> Work request: Give the following records again in full and without alteration.

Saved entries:
════════════════

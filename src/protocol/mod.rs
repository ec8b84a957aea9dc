//! Protocol Module
//!
//! Wire format of the Momit Cool's CoAP-like UDP protocol. Only the narrow
//! profile the device speaks is supported: two request options, no
//! delta-coded option numbers, no reliability layer.
//!
//! ### Request Format
//! ```text
//! ┌──────┬─────────┬────────────┬───────────┬────────────┬──────┬─────────┐
//! │ 0x44 │ Code(1) │ MsgId (2)  │ Token (4) │ Options... │ 0xFF │ Payload │
//! └──────┴─────────┴────────────┴───────────┴────────────┴──────┴─────────┘
//! ```
//!
//! ### Response Format
//! ```text
//! ┌────────┬─────────┬────────────┬───────────┬────────────┬──────┬─────────┐
//! │ Hdr(1) │ Code(1) │ MsgId (2)  │ Token (4) │ Options... │ 0xFF │ Payload │
//! └────────┴─────────┴────────────┴───────────┴────────────┴──────┴─────────┘
//! ```
//!
//! ### Options
//! - 0xB5: URI-Path, followed by segments separated by 0x01
//! - 0x12: Content-Format, followed by a big-endian u16
//! - 0xFF: end of options / start of payload
//!
//! ### Codes
//! - Requests: GET=1, POST=2, PUT=3, DELETE=4
//! - Responses: CHANGED=68, CONTENT=69, NOT_FOUND=132

mod request;
mod response;
mod options;
mod codec;

pub use request::{Request, RequestCode};
pub use response::{Response, ResponseCode};
pub use options::{
    decode_options, encode_options, OptionSet, OPTION_CONTENT_FORMAT, OPTION_END,
    OPTION_URI_PATH, URI_PATH_SEPARATOR,
};
pub use codec::{
    decode_request, decode_response, encode_request, encode_request_with, encode_response,
    HEADER_SIZE, REQUEST_HEADER, RESPONSE_HEADER,
};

════════════════

> Answer to this task:
filename src/protocol/mod.rs
repository ec8b84a957aea9dc
//! Protocol Module
//!
//! Wire format of the Momit Cool's CoAP-like UDP protocol. Only the narrow
//! profile the device speaks is supported: two request options, no
//! delta-coded option numbers, no reliability layer.
//!
//! ### Request Format
//! ```text
//! ┌──────┬─────────┬────────────┬───────────┬────────────┬──────┬─────────┐
//! │ 0x44 │ Code(1) │ MsgId (2)  │ Token (4) │ Options... │ 0xFF │ Payload │
//! └──────┴─────────┴────────────┴───────────┴────────────┴──────┴─────────┘
//! ```
//!
//! ### Response Format
//! ```text
//! ┌────────┬─────────┬────────────┬───────────┬────────────┬──────┬─────────┐
//! │ Hdr(1) │ Code(1) │ MsgId (2)  │ Token (4) │ Options... │ 0xFF │ Payload │
//! └────────┴─────────┴────────────┴───────────┴────────────┴──────┴─────────┘
//! ```
//!
//! ### Options
//! - 0xB5: URI-Path, followed by segments separated by 0x01
//! - 0x12: Content-Format, followed by a big-endian u16
//! - 0xFF: end of options / start of payload
//!
//! ### Codes
//! - Requests: GET=1, POST=2, PUT=3, DELETE=4
//! - Responses: CHANGED=68, CONTENT=69, NOT_FOUND=132

mod request;
mod response;
mod options;
mod codec;

pub use request::{Request, RequestCode};
pub use response::{Response, ResponseCode};
pub use options::{
    decode_options, encode_options, OptionSet, OPTION_CONTENT_FORMAT, OPTION_END,
    OPTION_URI_PATH, URI_PATH_SEPARATOR,
};
pub use codec::{
    decode_request, decode_response, encode_request, encode_request_with, encode_response,
    HEADER_SIZE, REQUEST_HEADER, RESPONSE_HEADER,
};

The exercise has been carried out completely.